Question

Find two positive even consecutive numbers, the sum of whose squares is 340.

Hint:

To solve problems involving consecutive numbers and their squares, use algebra to set up an equation and solve the resulting quadratic equation.

Answer 1

Let the two consecutive even numbers be \( x \) and \( x + 2 \).
Step 1: The sum of their squares is given by: \[ x^2 + (x + 2)^2 = 340. \]
Step 2: Expand the equation: \[ x^2 + (x^2 + 4x + 4) = 340. \]
Step 3: Simplify the equation: \[ 2x^2 + 4x + 4 = 340. \]
Step 4: Move all terms to one side: \[ 2x^2 + 4x + 4 - 340 = 0 \quad \Rightarrow \quad 2x^2 + 4x - 336 = 0. \]
Step 5: Divide the entire equation by 2 to simplify: \[ x^2 + 2x - 168 = 0. \]
Step 6: Solve this quadratic equation using the quadratic formula: \[ x = \frac{-b \pm \sqrt{b^2 - 4ac}}{2a}, \] where \( a = 1 \), \( b = 2 \), and \( c = -168 \).

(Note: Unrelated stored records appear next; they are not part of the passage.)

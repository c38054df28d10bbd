//! Choosing and invoking the callable for a path.

use crate::body::FileHandle;
use crate::client::ApiClient;
use crate::error::DispatchError;
use crate::extension::{ExtensionContext, ExtensionSet};
use crate::params::ParameterList;
use crate::path::ApiPath;
use crate::reply::Invocation;
use crate::request::RequestContext;
use std::sync::Arc;
use tracing::debug;

/// Invokes methods against one client, with an optional override table in front.
///
/// A single-segment path whose name the extension set declares always goes to the
/// extension, even when the client has a member of the same name. Every other path is
/// walked through the client's namespaces. Overrides never apply to nested paths.
#[derive(Debug, Clone, Copy)]
pub struct Dispatcher<'a> {
    client: &'a Arc<ApiClient>,
    extension: Option<&'a ExtensionSet>,
}

impl<'a> Dispatcher<'a> {
    pub fn new(client: &'a Arc<ApiClient>, extension: Option<&'a ExtensionSet>) -> Self {
        Self { client, extension }
    }

    /// Finds the callable for `path` and invokes it with `params`.
    ///
    /// The uploaded file only reaches extension methods; client methods get the
    /// positional parameters alone.
    pub fn dispatch(
        &self,
        path: &ApiPath,
        params: ParameterList,
        request: &Arc<RequestContext>,
        file: Option<FileHandle>,
    ) -> Result<Invocation, DispatchError> {
        if let (Some(extension), [name]) = (self.extension, path.segments())
            && let Some(method) = extension.method(name)
        {
            debug!(path = %path, extension = extension.name(), "dispatching to extension override");
            let ctx = ExtensionContext::new(Arc::clone(self.client), Arc::clone(request), file);
            return Ok(method.invoke(ctx, params));
        }

        let method = self.client.resolve(path)?;
        debug!(path = %path, depth = path.len(), "dispatching to client");
        Ok(method.invoke(params))
    }
}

Substitute the values: \[ x = \frac{-2 \pm \sqrt{2^2 - 4(1)(-168)}}{2(1)} = \frac{-2 \pm \sqrt{4 + 672}}{2} = \frac{-2 \pm \sqrt{676}}{2}. \] Since \( \sqrt{676} = 26 \), we have: \[ x = \frac{-2 \pm 26}{2}. \]
Step 7: Thus, \( x = \frac{-2 + 26}{2} = \frac{24}{2} = 12 \) or \( x = \frac{-2 - 26}{2} = \frac{-28}{2} = -14 \). Since we are looking for positive even numbers, we take \( x = 12 \). Therefore, the two consecutive even numbers are \( 12 \) and \( 14 \).
Conclusion: The two consecutive even numbers are 12 and 14.